From: | Ray Ontko <rayo(at)ontko(dot)com> |
---|---|
To: | Tom Lane <tgl(at)sss(dot)pgh(dot)pa(dot)us> |
Cc: | pgsql-admin(at)postgresql(dot)org |
Subject: | Re: Are statistics gathered on function indexes? |
Date: | 2002-06-28 15:10:36 |
Message-ID: | 200206281510.KAA04318@shire.ontko.com |
Views: | Raw Message | Whole Thread | Download mbox | Resend email |
Thread: | |
Lists: | pgsql-admin |
Tom, et al,
Hmm. Something is wierd here. Watch this.
1) first we demonstrate that we drop to 1 row between 1 and 2 letters.

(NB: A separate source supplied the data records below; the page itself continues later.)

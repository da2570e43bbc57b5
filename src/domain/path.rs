//! Namespace paths
//!
//! Every path handed to a driver is absolute and `/`-separated. Normalization
//! rejects anything that could step outside the caller's namespace.

use crate::error::{Error, Result};
use serde::{Deserialize, Serialize};
use std::fmt;

/// A normalized absolute path inside one identity's namespace
#[derive(Debug, Clone, PartialEq, Eq, PartialOrd, Ord, Hash, Serialize, Deserialize)]
#[serde(try_from = "String", into = "String")]
pub struct NamespacePath(String);

impl NamespacePath {
    /// The namespace root, `/`
    pub fn root() -> Self {
        Self("/".to_string())
    }

    /// Normalize a client-supplied path.
    ///
    /// Leading/trailing and repeated slashes are collapsed; `.` segments are
    /// dropped. `..`, NUL bytes and backslashes are rejected.
    pub fn parse(raw: &str) -> Result<Self> {
        let mut segments = Vec::new();
        for segment in raw.split('/') {
            match segment {
                "" | "." => continue,
                ".." => {
                    return Err(Error::BadInputData(format!(
                        "path must not contain '..': {}",
                        raw
                    )))
                }
                s if s.contains('\0') || s.contains('\\') => {
                    return Err(Error::BadInputData(format!("invalid path segment: {:?}", s)))
                }
                s => segments.push(s),
            }
        }
        if segments.is_empty() {
            return Ok(Self::root());
        }
        Ok(Self(format!("/{}", segments.join("/"))))
    }

    pub fn as_str(&self) -> &str {
        &self.0
    }

    pub fn is_root(&self) -> bool {
        self.0 == "/"
    }

    /// Path segments, empty for the root
    pub fn segments(&self) -> impl Iterator<Item = &str> {
        self.0.split('/').filter(|s| !s.is_empty())
    }

    /// Final segment, `None` for the root
    pub fn file_name(&self) -> Option<&str> {
        if self.is_root() {
            None
        } else {
            self.0.rsplit('/').next()
        }
    }

    /// Parent folder, `None` for the root
    pub fn parent(&self) -> Option<NamespacePath> {
        if self.is_root() {
            return None;
        }
        match self.0.rfind('/') {
            Some(0) => Some(Self::root()),
            Some(idx) => Some(Self(self.0[..idx].to_string())),
            None => None,
        }
    }

    /// Append a single child name
    pub fn join(&self, name: &str) -> Result<NamespacePath> {
        if name.is_empty() || name.contains('/') {
            return Err(Error::BadInputData(format!("invalid child name: {:?}", name)));
        }
        if self.is_root() {
            Self::parse(name)
        } else {
            Self::parse(&format!("{}/{}", self.0, name))
        }
    }

    /// True when `self` is a strict ancestor of `other`
    pub fn is_ancestor_of(&self, other: &NamespacePath) -> bool {
        if self.is_root() {
            return !other.is_root();
        }
        other.0.len() > self.0.len()
            && other.0.starts_with(&self.0)
            && other.0.as_bytes()[self.0.len()] == b'/'
    }

    /// Path relative to the root, without the leading slash
    pub fn relative(&self) -> &str {
        &self.0[1..]
    }

    /// Re-root `self` from `from` onto `to` (used by recursive moves)
    pub fn rebase(&self, from: &NamespacePath, to: &NamespacePath) -> Option<NamespacePath> {
        if self == from {
            return Some(to.clone());
        }
        if !from.is_ancestor_of(self) {
            return None;
        }
        let suffix = if from.is_root() {
            &self.0[1..]
        } else {
            &self.0[from.0.len() + 1..]
        };
        if to.is_root() {
            Self::parse(suffix).ok()
        } else {
            Self::parse(&format!("{}/{}", to.0, suffix)).ok()
        }
    }
}

impl fmt::Display for NamespacePath {
    fn fmt(&self, f: &mut fmt::Formatter<'_>) -> fmt::Result {
        f.write_str(&self.0)
    }
}

impl From<NamespacePath> for String {
    fn from(p: NamespacePath) -> Self {
        p.0
    }
}

impl TryFrom<String> for NamespacePath {
    type Error = Error;

    fn try_from(s: String) -> Result<Self> {
        Self::parse(&s)
    }
}

impl TryFrom<&str> for NamespacePath {
    type Error = Error;

    fn try_from(s: &str) -> Result<Self> {
        Self::parse(s)
    }
}
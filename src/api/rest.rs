//! REST API Handlers
//!
//! Maps HTTP requests onto the storage facade, the chunk assembler, the
//! token authority and the node registry. Every authenticated handler gets
//! its [`IdentityContext`] from the [`Authenticated`] extractor.
//!
//! Every request passes through `with_request_layers`: it is stamped with
//! an `X-Request-Id` (the client's or a fresh one) that the context, the
//! access log span and the response all share, and a handler panic becomes
//! a `500` carrying that id instead of a dropped connection.

use crate::auth::TokenAuthority;
use crate::checksum::Checksum;
use crate::chunk::{ChunkAssembler, ChunkDescriptor, ChunkOutcome, TransferStatus};
use crate::config::{CorsConfig, ServicesConfig};
use crate::context::{redact, sanitize_query, IdentityContext};
use crate::domain::ports::{
    ByteStream, FileInfo, IdentityResolver, IdentityResolverRef, RegistryDriver, RegistryDriverRef,
    RegistryNode,
};
use crate::error::{Error, ErrorCode};
use crate::storage::StorageFacade;
use async_trait::async_trait;
use axum::{
    body::Body,
    extract::{DefaultBodyLimit, FromRequestParts, Json, Path, Query, Request, State},
    http::{header, request::Parts, HeaderMap, HeaderName, HeaderValue, Method, StatusCode},
    middleware::{self, Next},
    response::{IntoResponse, Response},
    routing::{delete, get, post, put},
    Router,
};
use futures::TryStreamExt;
use serde::{Deserialize, Serialize};
use std::any::Any;
use std::collections::BTreeMap;
use std::sync::Arc;
use tokio_util::io::{ReaderStream, StreamReader};
use tower_http::catch_panic::CatchPanicLayer;
use tower_http::cors::{AllowHeaders, AllowMethods, AllowOrigin, CorsLayer};
use tower_http::trace::{DefaultOnResponse, TraceLayer};
use tracing::{debug, error, info, info_span, Level};

pub const CHECKSUM_HEADER: &str = "x-checksum";
pub const TRANSFER_ID_HEADER: &str = "x-transfer-id";
pub const CHUNK_INDEX_HEADER: &str = "x-chunk-index";
pub const CHUNK_TOTAL_HEADER: &str = "x-chunk-total";
pub const REQUEST_ID_HEADER: &str = "x-request-id";

// =============================================================================
// Request/Response Types
// =============================================================================

/// Credentials exchanged for a bearer token
#[derive(Debug, Clone, Serialize, Deserialize)]
pub struct TokenRequest {
    pub username: String,
    pub password: String,
}

/// Move request body
#[derive(Debug, Clone, Serialize, Deserialize)]
pub struct MoveRequest {
    pub source: String,
    pub target: String,
}

/// Answer to a chunk that left its set incomplete
#[derive(Debug, Clone, Serialize, Deserialize)]
#[serde(rename_all = "camelCase")]
pub struct PendingUploadResponse {
    pub transfer_id: String,
    pub received: u32,
    pub total: u32,
}

#[derive(Debug, Clone, Serialize, Deserialize)]
pub struct NodesQuery {
    pub role: Option<String>,
}

/// Liveness report
#[derive(Debug, Clone, Serialize, Deserialize)]
pub struct HealthResponse {
    pub status: String,
    pub version: String,
    pub backends: BTreeMap<String, bool>,
}

/// API error response
#[derive(Debug, Clone, Serialize, Deserialize)]
pub struct ApiErrorResponse {
    pub code: u32,
    pub error: String,
    pub message: String,
}

// =============================================================================
// Errors
// =============================================================================

/// A core error bound to the request it failed
#[derive(Debug)]
pub struct ApiError {
    error: Error,
    correlation_id: String,
}

impl ApiError {
    pub fn new(error: Error, ctx: &IdentityContext) -> Self {
        Self::with_correlation_id(error, ctx.correlation_id())
    }

    /// For failures raised before or outside a request context
    pub fn with_correlation_id(error: Error, correlation_id: impl Into<String>) -> Self {
        Self {
            error,
            correlation_id: correlation_id.into(),
        }
    }

    pub fn code(&self) -> ErrorCode {
        self.error.code()
    }
}

/// HTTP status for an abstract error code
pub fn status_for(code: ErrorCode) -> StatusCode {
    match code {
        ErrorCode::InvalidToken
        | ErrorCode::Unauthenticated
        | ErrorCode::BadAuthenticationData
        | ErrorCode::UserNotFound => StatusCode::UNAUTHORIZED,
        ErrorCode::BadInputData => StatusCode::BAD_REQUEST,
        ErrorCode::NotFound => StatusCode::NOT_FOUND,
        ErrorCode::BadChecksum => StatusCode::PRECONDITION_FAILED,
        ErrorCode::TooBig => StatusCode::PAYLOAD_TOO_LARGE,
        ErrorCode::Internal => StatusCode::INTERNAL_SERVER_ERROR,
    }
}

impl IntoResponse for ApiError {
    fn into_response(self) -> Response {
        let code = self.error.code();
        let message = if self.error.is_client_visible() {
            self.error.to_string()
        } else {
            error!(tid = %self.correlation_id, "Request failed: {}", self.error);
            format!("internal error, reference {}", self.correlation_id)
        };

        let body = ApiErrorResponse {
            code: code as u32,
            error: code.as_str().to_string(),
            message,
        };
        let mut response = (status_for(code), Json(body)).into_response();
        if let Ok(value) = HeaderValue::from_str(&self.correlation_id) {
            response.headers_mut().insert(REQUEST_ID_HEADER, value);
        }
        response
    }
}

type ApiResult = std::result::Result<Response, ApiError>;

// =============================================================================
// Authentication
// =============================================================================

/// Context of a request whose bearer token resolved to a user
pub struct Authenticated(pub IdentityContext);

#[async_trait]
impl FromRequestParts<AppState> for Authenticated {
    type Rejection = ApiError;

    async fn from_request_parts(
        parts: &mut Parts,
        state: &AppState,
    ) -> std::result::Result<Self, Self::Rejection> {
        let ctx = request_context(&parts.headers);
        let token = match bearer_token(parts) {
            Some(token) => token,
            None => return Err(ApiError::new(Error::Unauthenticated, &ctx)),
        };

        match state.resolver.resolve(&token).await {
            Ok(user) => Ok(Authenticated(ctx.with_user(user).with_access_token(token))),
            Err(e) => {
                debug!(tid = %ctx.correlation_id(), token = %redact(&token), "Credential rejected: {}", e);
                Err(ApiError::new(e, &ctx))
            }
        }
    }
}

/// Fresh context, reusing a client-supplied request id when present
fn request_context(headers: &HeaderMap) -> IdentityContext {
    match headers
        .get(REQUEST_ID_HEADER)
        .and_then(|v| v.to_str().ok())
        .filter(|v| !v.is_empty())
    {
        Some(id) => IdentityContext::new(id),
        None => IdentityContext::generate(),
    }
}

/// Token from `Authorization: Bearer`, else from the `access_token` query
fn bearer_token(parts: &Parts) -> Option<String> {
    let from_header = parts
        .headers
        .get(header::AUTHORIZATION)
        .and_then(|v| v.to_str().ok())
        .and_then(|v| {
            let (scheme, token) = v.split_once(' ')?;
            scheme.eq_ignore_ascii_case("bearer").then(|| token.trim().to_string())
        });
    if from_header.is_some() {
        return from_header;
    }

    parts.uri.query()?.split('&').find_map(|pair| {
        let (key, value) = pair.split_once('=')?;
        if key != "access_token" {
            return None;
        }
        urlencoding::decode(value).ok().map(|v| v.into_owned())
    })
}

// =============================================================================
// REST Router
// =============================================================================

/// Shared application state
#[derive(Clone)]
pub struct AppState {
    pub facade: Arc<StorageFacade>,
    pub assembler: Arc<ChunkAssembler>,
    pub tokens: Arc<TokenAuthority>,
    pub resolver: IdentityResolverRef,
    pub registry: RegistryDriverRef,
}

impl AppState {
    pub fn new(
        facade: Arc<StorageFacade>,
        assembler: Arc<ChunkAssembler>,
        tokens: Arc<TokenAuthority>,
        registry: RegistryDriverRef,
    ) -> Self {
        let resolver: IdentityResolverRef = tokens.clone();
        Self {
            facade,
            assembler,
            tokens,
            resolver,
            registry,
        }
    }
}

/// REST API router builder
pub struct RestRouter {
    state: AppState,
    cors: CorsConfig,
    services: ServicesConfig,
}

impl RestRouter {
    /// Create a new REST router with every service mounted
    pub fn new(state: AppState, cors: CorsConfig) -> Self {
        Self {
            state,
            cors,
            services: ServicesConfig::default(),
        }
    }

    /// Mount only the enabled route groups
    pub fn with_services(mut self, services: ServicesConfig) -> Self {
        self.services = services;
        self
    }

    /// Build the Axum router
    pub fn build(self) -> Router {
        let mut api = Router::new();
        if self.services.auth {
            api = api.route("/auth/token", post(issue_token));
        }
        if self.services.data {
            api = api
                .route("/data/*path", put(upload).get(download))
                .route("/transfers/:id", get(transfer_status).delete(abort_transfer));
        }
        if self.services.meta {
            api = api
                .route("/meta/examine", get(examine_root))
                .route("/meta/examine/*path", get(examine))
                .route("/meta/list", get(list_root))
                .route("/meta/list/*path", get(list_folder))
                .route("/meta/move", post(move_entry))
                .route("/meta/delete/*path", delete(delete_entry))
                .route("/meta/folder/*path", post(create_folder));
        }
        if self.services.registry {
            api = api.route("/registry/nodes", get(list_nodes));
        }

        let routes = Router::new()
            .nest("/api/v1", api)
            .route("/health", get(health_check))
            .route("/metrics", get(metrics))
            .layer(DefaultBodyLimit::disable());
        let mut router = with_request_layers(routes).with_state(self.state);

        if self.cors.enabled {
            router = router.layer(cors_layer(&self.cors));
        }
        router
    }
}

/// Request id stamping, access logging and panic recovery, outermost last
pub(crate) fn with_request_layers<S>(router: Router<S>) -> Router<S>
where
    S: Clone + Send + Sync + 'static,
{
    router
        .layer(CatchPanicLayer::custom(panic_response))
        .layer(
            TraceLayer::new_for_http()
                .make_span_with(|request: &Request| {
                    let tid = request
                        .headers()
                        .get(REQUEST_ID_HEADER)
                        .and_then(|v| v.to_str().ok())
                        .unwrap_or_default();
                    info_span!(
                        "http",
                        method = %request.method(),
                        uri = %sanitize_query(&request.uri().to_string()),
                        tid = %tid,
                    )
                })
                .on_response(DefaultOnResponse::new().level(Level::INFO)),
        )
        .layer(middleware::from_fn(assign_request_id))
}

tokio::task_local! {
    static REQUEST_ID: String;
}

/// Reuse the client's request id or mint one, and echo it on the response
async fn assign_request_id(mut request: Request, next: Next) -> Response {
    let ctx = request_context(request.headers());
    let id = ctx.correlation_id().to_string();
    if let Ok(value) = HeaderValue::from_str(&id) {
        request.headers_mut().insert(REQUEST_ID_HEADER, value);
    }

    let mut response = REQUEST_ID.scope(id.clone(), next.run(request)).await;
    if !response.headers().contains_key(REQUEST_ID_HEADER) {
        if let Ok(value) = HeaderValue::from_str(&id) {
            response.headers_mut().insert(REQUEST_ID_HEADER, value);
        }
    }
    response
}

/// Turn a handler panic into an internal error bound to the request id
fn panic_response(panic: Box<dyn Any + Send + 'static>) -> Response {
    let detail = if let Some(message) = panic.downcast_ref::<String>() {
        message.as_str()
    } else if let Some(message) = panic.downcast_ref::<&str>() {
        *message
    } else {
        "opaque panic payload"
    };
    let tid = REQUEST_ID
        .try_with(|id| id.clone())
        .unwrap_or_else(|_| IdentityContext::generate().correlation_id().to_string());
    ApiError::with_correlation_id(Error::Internal(format!("handler panicked: {}", detail)), tid)
        .into_response()
}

2) then we do an analyze and things work the way you suggest.
3) then we do some more stuff
4) things revert to the old way
5) And even after we re-analyze correctly, things still look broken
Eek. Do you have an explanation for this behavior?
It appears that "vacuum analyze verbose actor" causes the problem.
It appears that I have to say "vacuum analyze actor" in order to
clear out the ill effects of having said "vacuum analyze verbose actor".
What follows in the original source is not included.